Natural Killer Cells
Natural Killer Cells are that cells that attack viral-infected body cells. They are able to recognize cell surface markers (antigens) on body cells and destroy them by producing chemicals called perforins which are able to bind with foreign cell antigens on the surface and form pores (holes) that cause the cell to lyse (release cell contents). After the NK cell detects an infected or tumour cell, it induces programmed cell death, or apoptosis. Phagocytic cells then come along and digest the cell debris left behind.
Complement proteins
Complement proteins: array of proteins that circulate the blood and help kill foreign cells.

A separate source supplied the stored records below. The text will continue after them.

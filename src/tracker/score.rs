use serde::{Deserialize, Serialize};
use std::fmt;

use crate::config::{ExerciseProfile, QualityBands, ScoringConfig};

/// Depth quality, ordered from worst to best.
#[derive(Debug, Clone, Copy, PartialEq, Eq, PartialOrd, Ord, Hash, Serialize, Deserialize)]
pub enum DepthQuality {
    Shallow,
    Partial,
    Good,
    Full,
}

impl DepthQuality {
    pub fn label(self) -> &'static str {
        match self {
            DepthQuality::Shallow => "Shallow",
            DepthQuality::Partial => "Partial ROM",
            DepthQuality::Good => "Good depth",
            DepthQuality::Full => "Full ROM",
        }
    }
}

impl fmt::Display for DepthQuality {
    fn fmt(&self, f: &mut fmt::Formatter<'_>) -> fmt::Result {
        f.write_str(self.label())
    }
}

/// Velocity-drop severity relative to the first rep of the session.
#[derive(Debug, Clone, Copy, PartialEq, Eq, PartialOrd, Ord, Hash, Serialize, Deserialize)]
pub enum FatigueLevel {
    Fine,
    Warning,
    Critical,
}

#[derive(Debug, Clone, PartialEq, Serialize, Deserialize)]
pub struct RepScore {
    /// 1-based rep number within the session
    pub rep: usize,
    pub ascent_secs: f32,
    pub depth_inches: f32,
    pub speed_score: f32,
    pub quality: DepthQuality,
    /// Percent below the first rep's score; negative when faster.
    pub drop_percent: f32,
    pub level: FatigueLevel,
}

pub struct RepScorer {
    reference_depth: f32,
    bands: QualityBands,
    min_ascent_secs: f32,
    warning_drop: f32,
    critical_drop: f32,
    display_reps: usize,
}

impl RepScorer {
    pub fn from_config(profile: &ExerciseProfile, scoring: &ScoringConfig) -> Self {
        Self {
            reference_depth: profile.reference_depth_inches,
            bands: profile.quality_bands,
            min_ascent_secs: scoring.min_ascent_secs.max(f32::EPSILON),
            warning_drop: scoring.warning_drop_percent,
            critical_drop: scoring.critical_drop_percent,
            display_reps: scoring.display_reps,
        }
    }

    /// 100 means a reference-depth rep with a one second ascent.
    pub fn speed_score(&self, ascent_secs: f32, depth_inches: f32) -> f32 {
        let t = ascent_secs.max(self.min_ascent_secs);
        100.0 * (depth_inches.max(0.0) / self.reference_depth) / t
    }

    pub fn quality(&self, depth_inches: f32) -> DepthQuality {
        if depth_inches >= self.bands.full {
            DepthQuality::Full
        } else if depth_inches >= self.bands.good {
            DepthQuality::Good
        } else if depth_inches >= self.bands.partial {
            DepthQuality::Partial
        } else {
            DepthQuality::Shallow
        }
    }

    pub fn fatigue_level(&self, drop_percent: f32) -> FatigueLevel {
        if drop_percent >= self.critical_drop {
            FatigueLevel::Critical
        } else if drop_percent >= self.warning_drop {
            FatigueLevel::Warning
        } else {
            FatigueLevel::Fine
        }
    }

    /// Score the most recent reps against the session's first rep.
    pub fn summary(&self, rep_times: &[f32], rep_depths: &[f32]) -> Vec<RepScore> {
        let count = rep_times.len().min(rep_depths.len());
        if count == 0 {
            return Vec::new();
        }
        let first = self.speed_score(rep_times[0], rep_depths[0]);
        let start = count.saturating_sub(self.display_reps);
        (start..count)
            .map(|i| {
                let score = self.speed_score(rep_times[i], rep_depths[i]);
                let drop_percent = if first > 0.0 {
                    (1.0 - score / first) * 100.0
                } else {
                    0.0
                };
                RepScore {
                    rep: i + 1,
                    ascent_secs: rep_times[i],
                    depth_inches: rep_depths[i],
                    speed_score: score,
                    quality: self.quality(rep_depths[i]),
                    drop_percent,
                    level: self.fatigue_level(drop_percent),
                }
            })
            .collect()
    }
}

#[cfg(test)]
mod tests {
    use super::*;
    use approx::assert_relative_eq;

    fn scorer() -> RepScorer {
        RepScorer::from_config(&ExerciseProfile::squat(), &ScoringConfig::default())
    }

    #[test]
    fn test_reference_rep_scores_100() {
        assert_relative_eq!(scorer().speed_score(1.0, 12.0), 100.0, epsilon = 1e-4);
    }

    #[test]
    fn test_score_monotonic() {
        let s = scorer();
        assert!(s.speed_score(1.0, 10.0) > s.speed_score(1.0, 8.0));
        assert!(s.speed_score(0.8, 10.0) > s.speed_score(1.2, 10.0));
    }

    #[test]
    fn test_zero_ascent_is_clamped() {
        let s = scorer();
        assert!(s.speed_score(0.0, 12.0).is_finite());
        assert_relative_eq!(s.speed_score(0.0, 12.0), s.speed_score(0.1, 12.0));
    }

    #[test]
    fn test_quality_bands() {
        let s = scorer();
        assert_eq!(s.quality(3.0), DepthQuality::Shallow);
        assert_eq!(s.quality(6.0), DepthQuality::Partial);
        assert_eq!(s.quality(9.5), DepthQuality::Good);
        assert_eq!(s.quality(12.0), DepthQuality::Full);
        assert_eq!(DepthQuality::Full.label(), "Full ROM");
    }

    #[test]
    fn test_summary_against_first_rep() {
        let s = scorer();
        let times = [1.0, 1.05, 1.15, 1.3, 1.4, 1.6];
        let depths = [12.0; 6];
        let reps = s.summary(&times, &depths);
        assert_eq!(reps.len(), 5);
        assert_eq!(reps[0].rep, 2);
        assert_eq!(reps[4].rep, 6);
        // 1 - 1/1.05 ≈ 4.8%
        assert_eq!(reps[0].level, FatigueLevel::Fine);
        // 1 - 1/1.15 ≈ 13%
        assert_eq!(reps[1].level, FatigueLevel::Warning);
        // 1 - 1/1.6 = 37.5%
        assert_relative_eq!(reps[4].drop_percent, 37.5, epsilon = 1e-3);
        assert_eq!(reps[4].level, FatigueLevel::Critical);
    }

    #[test]
    fn test_equal_reps_score_equal_regardless_of_history() {
        let s = scorer();
        let times = [0.6, 0.9, 1.2, 0.6];
        let depths = [11.0, 8.0, 12.0, 11.0];
        let reps = s.summary(&times, &depths);
        assert_relative_eq!(reps[3].speed_score, reps[0].speed_score);
        assert_relative_eq!(reps[3].speed_score, s.speed_score(0.6, 11.0));
        assert_relative_eq!(reps[3].drop_percent, 0.0, epsilon = 1e-4);
    }

    #[test]
    fn test_summary_empty() {
        assert!(scorer().summary(&[], &[]).is_empty());
    }

    #[test]
    fn test_first_rep_has_no_drop() {
        let reps = scorer().summary(&[0.9], &[10.0]);
        assert_eq!(reps.len(), 1);
        assert_relative_eq!(reps[0].drop_percent, 0.0);
        assert_eq!(reps[0].level, FatigueLevel::Fine);
    }
}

Cytokines: signaling molecules that coordinate many aspects of the immune response. There are two types:
• Interferons – are produced by, and act on, an infected host cell. They activate host cells to produce enzymes that break down viral RNA and proteins that block translation.
• Chemokines – attract leukocytes to the sites of infection and inflammation.
Inflammation
Interaction between leukocytes and pathogens triggers the inflammatory response. The inflammatory response is responsible for releasing several types of chemicals that enable the activation of phagocytes and other white blood cells to fight foreign substances.
The body sends blood and fluid to the site of injury or infection, making it red, hot and swollen., allowing more blood flow to site of infection and increases access for phagocytes to enter).
Part of the inflammatory response is fevers. Fevers increase body temperature above normal (37 degrees) which slows pathogenic replication, allowing time for defenses to intervene. Moderate increases in temperature increase the activity and proliferation of leukocytes, so fever improves the immune response.